Non chiedo, quindi, alla commissione abilitante di tenere conto del mio insegnamento pluriennale, visto che non rientra nei criteri – per quanto assurdo questo sia – dell’Abilitazione. Non lo chiedo, non lo chiedevo, non sarebbe possibile. Pensavo, però, che i giudizi espressi dalla commissione dovessero essere più oggettivi ed espliciti, discussi in base alle mie pubblicazioni, formulati senza contraddizioni o esitazioni, giustificando le asserzioni fatte e indicando l’orientamento scientifico adottato e i presupposti teorici sui quali vengono concepiti. Così non è stato. Addirittura, nel giudizio individuale di uno dei commissari si scrive che la «produzione del candidato non appare del tutto allineata alle modalità accreditate di fare antropologia ed etnografia nel mondo accademico». In altri termini, io vengo giudicato in maniera impressionista, affermando che la mia produzione non è «allineata alle modalità accreditate di fare antropologia». Ma accreditate da chi? A quale antropologia sta facendo riferimento questo commissario senza effettivamente rivelarlo? Alla sua antropologia? A quella del mondo accademico? E quale, più esattamente? Che io sappia, ci sono tanti mondi accademici e tanti orientamenti: quella di questo commissario è, quindi, una generalizzazione estrema, infondata, che presuppone una uniformità – non vera, inventata – di modi di concepire l’antropologia. Nella seconda parte del suo enunciato generalizzante, torna l’ambiguità da me rilevata anche nel giudizio collettivo e finale.
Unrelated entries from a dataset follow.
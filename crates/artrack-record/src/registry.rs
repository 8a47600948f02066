//! Persistent marker identities and their per-session history.

use artrack_core::{Detection, MalformedDetection, MarkerId, MarkerSample};
use serde::{Deserialize, Serialize};

#[cfg(feature = "tracing")]
use tracing::instrument;

/// Everything known about one marker identity.
#[derive(Clone, Debug, PartialEq, Serialize, Deserialize)]
pub struct MarkerRecord {
    id: MarkerId,
    last: MarkerSample,
    history: Vec<MarkerSample>,
}

impl MarkerRecord {
    fn new(id: MarkerId, last: MarkerSample) -> Self {
        Self {
            id,
            last,
            history: Vec::new(),
        }
    }

    #[inline]
    pub fn id(&self) -> MarkerId {
        self.id
    }

    /// Most recent observation, recorded or not.
    #[inline]
    pub fn last_sample(&self) -> &MarkerSample {
        &self.last
    }

    #[inline]
    pub fn last_seen(&self) -> f64 {
        self.last.timestamp
    }

    /// Samples committed while the current session was recording, oldest first.
    #[inline]
    pub fn history(&self) -> &[MarkerSample] {
        &self.history
    }

    fn is_stale(&self, now: f64, timeout: f64) -> bool {
        now - self.last.timestamp > timeout
    }
}

/// Outcome of feeding one frame of detections into the registry.
#[derive(Clone, Debug, Default, PartialEq)]
pub struct UpdateReport {
    /// Detections that updated a record (duplicates within the batch included).
    pub applied: usize,
    /// Identities seen for the first time in this frame.
    pub created: Vec<MarkerId>,
    /// Detections skipped because of a wrong corner count.
    pub malformed: Vec<MalformedDetection>,
}

/// Set of marker identities currently known, in registration order.
///
/// Sizes are tens of markers, so lookups are a linear scan over a `Vec`;
/// this keeps registration order stable for export without an extra index.
#[derive(Clone, Debug, Default)]
pub struct MarkerRegistry {
    records: Vec<MarkerRecord>,
}

impl MarkerRegistry {
    pub fn new() -> Self {
        Self::default()
    }

    /// Ingest one frame of detections stamped with `now`.
    ///
    /// Every valid detection overwrites the record's last sample. When
    /// `record` is set the same sample is appended to the history. A batch
    /// that mentions an id twice keeps the last one: the history still grows
    /// by exactly one sample for that frame.
    #[cfg_attr(
        feature = "tracing",
        instrument(level = "debug", skip(self, detections), fields(n = detections.len()))
    )]
    pub fn update(&mut self, detections: &[Detection], now: f64, record: bool) -> UpdateReport {
        let mut report = UpdateReport::default();
        let mut written: Vec<MarkerId> = Vec::with_capacity(detections.len());

        for det in detections {
            let sample = match det.to_sample(now) {
                Ok(sample) => sample,
                Err(err) => {
                    log::warn!("skipping detection: {err}");
                    report.malformed.push(err);
                    continue;
                }
            };

            let duplicate = written.contains(&det.id);
            let record_ref = match self.position(det.id) {
                Some(idx) => &mut self.records[idx],
                None => {
                    log::debug!("new marker {} at t={now:.3}", det.id);
                    report.created.push(det.id);
                    self.records.push(MarkerRecord::new(det.id, sample));
                    let last = self.records.len() - 1;
                    &mut self.records[last]
                }
            };

            record_ref.last = sample;
            if record {
                match record_ref.history.last_mut() {
                    Some(prev) if duplicate && prev.timestamp == now => *prev = sample,
                    Some(prev) if prev.timestamp > now => {
                        log::warn!(
                            "marker {}: frame time {now:.3} precedes last sample {:.3}, not recorded",
                            det.id,
                            prev.timestamp
                        );
                    }
                    _ => record_ref.history.push(sample),
                }
            }

            if !duplicate {
                written.push(det.id);
            }
            report.applied += 1;
        }

        report
    }

    /// Remove every record not seen for more than `timeout` seconds.
    ///
    /// Returns the evicted ids in registration order.
    pub fn evict_stale(&mut self, now: f64, timeout: f64) -> Vec<MarkerId> {
        self.evict_stale_where(now, timeout, |_| false)
    }

    /// Like [`MarkerRegistry::evict_stale`], but records for which `keep`
    /// returns `true` survive even when stale.
    pub fn evict_stale_where<F>(&mut self, now: f64, timeout: f64, keep: F) -> Vec<MarkerId>
    where
        F: Fn(&MarkerRecord) -> bool,
    {
        let mut evicted = Vec::new();
        self.records.retain(|r| {
            if r.is_stale(now, timeout) && !keep(r) {
                evicted.push(r.id);
                false
            } else {
                true
            }
        });
        if !evicted.is_empty() {
            log::debug!("evicted stale markers {evicted:?} at t={now:.3}");
        }
        evicted
    }

    /// Drop the history of every record; last samples are kept.
    pub fn clear_history(&mut self) {
        for r in &mut self.records {
            r.history.clear();
        }
    }

    pub fn get(&self, id: MarkerId) -> Option<&MarkerRecord> {
        self.records.iter().find(|r| r.id == id)
    }

    pub fn contains(&self, id: MarkerId) -> bool {
        self.position(id).is_some()
    }

    /// Records in registration order.
    pub fn records(&self) -> &[MarkerRecord] {
        &self.records
    }

    pub fn iter(&self) -> impl Iterator<Item = &MarkerRecord> {
        self.records.iter()
    }

    pub fn len(&self) -> usize {
        self.records.len()
    }

    pub fn is_empty(&self) -> bool {
        self.records.is_empty()
    }

    /// Total number of history samples across all records.
    pub fn history_len(&self) -> usize {
        self.records.iter().map(|r| r.history.len()).sum()
    }

    fn position(&self, id: MarkerId) -> Option<usize> {
        self.records.iter().position(|r| r.id == id)
    }
}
Scrive questo commissario: «La sua produzione appare come il frutto di una scelta di posizionamento originale ma personale». Niente male come incoerenza: sono originale, ma sono personale. Qui, si evince chiaramente che il termine “personale” possiede una valenza negativa, oppositiva. Peccato che l’originalità e l’espressione personale vadano a braccetto e sono, per lo più, associate! Difficile, forse impossibile, essere originali e impersonali. Sono molto contento, ovviamente, di essere stato considerato «originale»: un elogio che si fa raramente, soprattutto agli antropologi. Ma non basta per ottenere l’idoneità: non basta ai commissari. Per essere considerato idoneo, avrei dovuto sbarazzarmi di ciò che è «personale», secondo i commissari. Ma riflettiamo sulla questione un momento!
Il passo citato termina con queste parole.